José Ignacio Zahínos Sánchez (born 1 December 1977) is a Spanish retired footballer. Mainly a defensive midfielder, he was able to operate as a central defender.

The late bloomer's career was greatly hampered by injuries, as he only played an average of ten matches per season during ten years as a professional.

Club career
Born in Madrid, Zahínos' career began with CD Yuncos in the regional leagues. In 1999, after a successful trial at CP Amorós, he joined Atlético Madrid's reserves, and made two appearances for the first team in 2000–01's second division.

Zahínos would feature very rarely for Atlético, however, serving four loan stints in the second level until June 2007 in the process.
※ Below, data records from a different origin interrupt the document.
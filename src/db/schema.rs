use anyhow::Result;
use rusqlite::Connection;

pub fn apply_pragmas(conn: &Connection) -> rusqlite::Result<()> {
    conn.pragma_update(None, "journal_mode", "WAL")?;
    conn.pragma_update(None, "synchronous", "NORMAL")?;
    conn.pragma_update(None, "temp_store", "MEMORY")?;
    conn.busy_timeout(std::time::Duration::from_secs(5))?;
    Ok(())
}

pub fn apply_schema(conn: &Connection) -> Result<()> {
    conn.execute_batch(
        r#"
CREATE TABLE IF NOT EXISTS photos (
  id INTEGER PRIMARY KEY,
  filename TEXT NOT NULL,
  path TEXT,
  width INTEGER,
  height INTEGER,
  created_at INTEGER NOT NULL
);

CREATE TABLE IF NOT EXISTS persons (
  id INTEGER PRIMARY KEY,
  name TEXT,
  confirmed INTEGER NOT NULL DEFAULT 0,
  face_count INTEGER NOT NULL DEFAULT 0,
  created_at INTEGER NOT NULL,
  updated_at INTEGER NOT NULL
);

CREATE TABLE IF NOT EXISTS faces (
  id INTEGER PRIMARY KEY,
  photo_id INTEGER NOT NULL,
  person_id INTEGER,
  x REAL NOT NULL DEFAULT 0,
  y REAL NOT NULL DEFAULT 0,
  width REAL NOT NULL DEFAULT 0,
  height REAL NOT NULL DEFAULT 0,
  confidence REAL NOT NULL,
  embedding_blob BLOB,
  ignored INTEGER NOT NULL DEFAULT 0,
  created_at INTEGER NOT NULL,
  FOREIGN KEY(photo_id) REFERENCES photos(id),
  FOREIGN KEY(person_id) REFERENCES persons(id)
);

CREATE INDEX IF NOT EXISTS idx_faces_person ON faces(person_id);
CREATE INDEX IF NOT EXISTS idx_faces_photo ON faces(photo_id);
CREATE INDEX IF NOT EXISTS idx_faces_eligible ON faces(ignored, person_id, confidence);

CREATE TABLE IF NOT EXISTS person_prototypes (
  person_id INTEGER PRIMARY KEY,
  prototype_blob BLOB NOT NULL,
  sample_size INTEGER NOT NULL,
  updated_at INTEGER NOT NULL,
  FOREIGN KEY(person_id) REFERENCES persons(id)
);

CREATE TABLE IF NOT EXISTS face_settings (
  key TEXT PRIMARY KEY,
  value TEXT NOT NULL,
  updated_at INTEGER NOT NULL
);

CREATE TABLE IF NOT EXISTS cluster_jobs (
  id TEXT PRIMARY KEY,
  status TEXT NOT NULL,
  mode TEXT NOT NULL,
  similarity_threshold REAL NOT NULL,
  batch_size INTEGER NOT NULL,
  continuous INTEGER NOT NULL,
  initial_count INTEGER NOT NULL,
  target_count INTEGER NOT NULL,
  processed INTEGER NOT NULL DEFAULT 0,
  assigned INTEGER NOT NULL DEFAULT 0,
  persons_created INTEGER NOT NULL DEFAULT 0,
  batch_index INTEGER NOT NULL DEFAULT 0,
  total_batches INTEGER NOT NULL DEFAULT 0,
  face_cursor INTEGER NOT NULL DEFAULT 0,
  errors_json TEXT NOT NULL DEFAULT '[]',
  started_at INTEGER NOT NULL,
  updated_at INTEGER NOT NULL,
  finished_at INTEGER
);

CREATE INDEX IF NOT EXISTS idx_cluster_jobs_status ON cluster_jobs(status);
    "#,
    )?;
    Ok(())
}
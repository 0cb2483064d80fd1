//! The only place embeddings cross between `Vec<f32>` and their stored form
//! (little-endian `f32` BLOB).

use anyhow::Result;

pub fn encode_embedding(embedding: &[f32]) -> Vec<u8> {
    let mut out = Vec::with_capacity(embedding.len() * 4);
    for value in embedding {
        out.extend_from_slice(&value.to_le_bytes());
    }
    out
}

pub fn decode_embedding_blob(blob: &[u8]) -> Result<Vec<f32>> {
    if blob.len() % 4 != 0 {
        anyhow::bail!("Embedding blob length {} is not a multiple of 4", blob.len());
    }
    Ok(blob
        .chunks_exact(4)
        .map(|chunk| f32::from_le_bytes([chunk[0], chunk[1], chunk[2], chunk[3]]))
        .collect())
}

/// Decodes an optional column, logging and dropping malformed blobs.
pub fn decode_optional(blob: Option<Vec<u8>>, owner: &str, id: i64) -> Option<Vec<f32>> {
    let blob = blob?;
    if blob.is_empty() {
        return None;
    }
    match decode_embedding_blob(&blob) {
        Ok(v) => Some(v),
        Err(e) => {
            tracing::warn!(owner, id, error = %e, "Failed to decode embedding");
            None
        }
    }
}
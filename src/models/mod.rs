pub mod face;
pub mod job;
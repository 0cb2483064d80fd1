use serde::Serialize;
use std::sync::atomic::{AtomicU64, Ordering};
use std::time::Instant;

pub struct Stats {
    searches: AtomicU64,
    faces_assigned: AtomicU64,
    persons_created: AtomicU64,
    persons_merged: AtomicU64,
    prototypes_recomputed: AtomicU64,
    prototype_failures: AtomicU64,
    jobs_started: AtomicU64,
    started: Instant,
    last_job_finished: parking_lot::Mutex<Option<Instant>>,
}

#[derive(Debug, Clone, Serialize)]
#[serde(rename_all = "camelCase")]
pub struct StatsSnapshot {
    pub uptime_secs: u64,
    pub searches: u64,
    pub faces_assigned: u64,
    pub persons_created: u64,
    pub persons_merged: u64,
    pub prototypes_recomputed: u64,
    pub prototype_failures: u64,
    pub jobs_started: u64,
    pub secs_since_last_job: Option<u64>,
}

impl Default for Stats {
    fn default() -> Self {
        Self::new()
    }
}

impl Stats {
    pub fn new() -> Self {
        Self {
            searches: AtomicU64::new(0),
            faces_assigned: AtomicU64::new(0),
            persons_created: AtomicU64::new(0),
            persons_merged: AtomicU64::new(0),
            prototypes_recomputed: AtomicU64::new(0),
            prototype_failures: AtomicU64::new(0),
            jobs_started: AtomicU64::new(0),
            started: Instant::now(),
            last_job_finished: parking_lot::Mutex::new(None),
        }
    }
    pub fn inc_searches(&self) { self.searches.fetch_add(1, Ordering::Relaxed); }
    pub fn inc_faces_assigned(&self, n: u64) { self.faces_assigned.fetch_add(n, Ordering::Relaxed); }
    pub fn inc_persons_created(&self, n: u64) { self.persons_created.fetch_add(n, Ordering::Relaxed); }
    pub fn inc_persons_merged(&self, n: u64) { self.persons_merged.fetch_add(n, Ordering::Relaxed); }
    pub fn inc_prototypes_recomputed(&self) { self.prototypes_recomputed.fetch_add(1, Ordering::Relaxed); }
    pub fn inc_prototype_failures(&self) { self.prototype_failures.fetch_add(1, Ordering::Relaxed); }
    pub fn inc_jobs_started(&self) { self.jobs_started.fetch_add(1, Ordering::Relaxed); }
    pub fn mark_job_finished(&self) {
        *self.last_job_finished.lock() = Some(Instant::now());
    }
    pub fn uptime_secs(&self) -> u64 { self.started.elapsed().as_secs() }
    pub fn prototype_failures(&self) -> u64 { self.prototype_failures.load(Ordering::Relaxed) }

    pub fn snapshot(&self) -> StatsSnapshot {
        StatsSnapshot {
            uptime_secs: self.uptime_secs(),
            searches: self.searches.load(Ordering::Relaxed),
            faces_assigned: self.faces_assigned.load(Ordering::Relaxed),
            persons_created: self.persons_created.load(Ordering::Relaxed),
            persons_merged: self.persons_merged.load(Ordering::Relaxed),
            prototypes_recomputed: self.prototypes_recomputed.load(Ordering::Relaxed),
            prototype_failures: self.prototype_failures(),
            jobs_started: self.jobs_started.load(Ordering::Relaxed),
            secs_since_last_job: self.last_job_finished.lock().map(|t| t.elapsed().as_secs()),
        }
    }
}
He made his La Liga debut on 29 May 2005, playing the last 16 minutes of a 2–2 home draw against Getafe CF.

In 2007–08, Zahínos signed with top-tier club Recreativo de Huelva on a two-year deal, but had his season cut short due to a serious knee injury, sustained in a 1–0 away win over CA Osasuna in April 2008. Due to this, he missed the entirety of the following campaign, eventually being released by the Andalusians in the summer of 2009.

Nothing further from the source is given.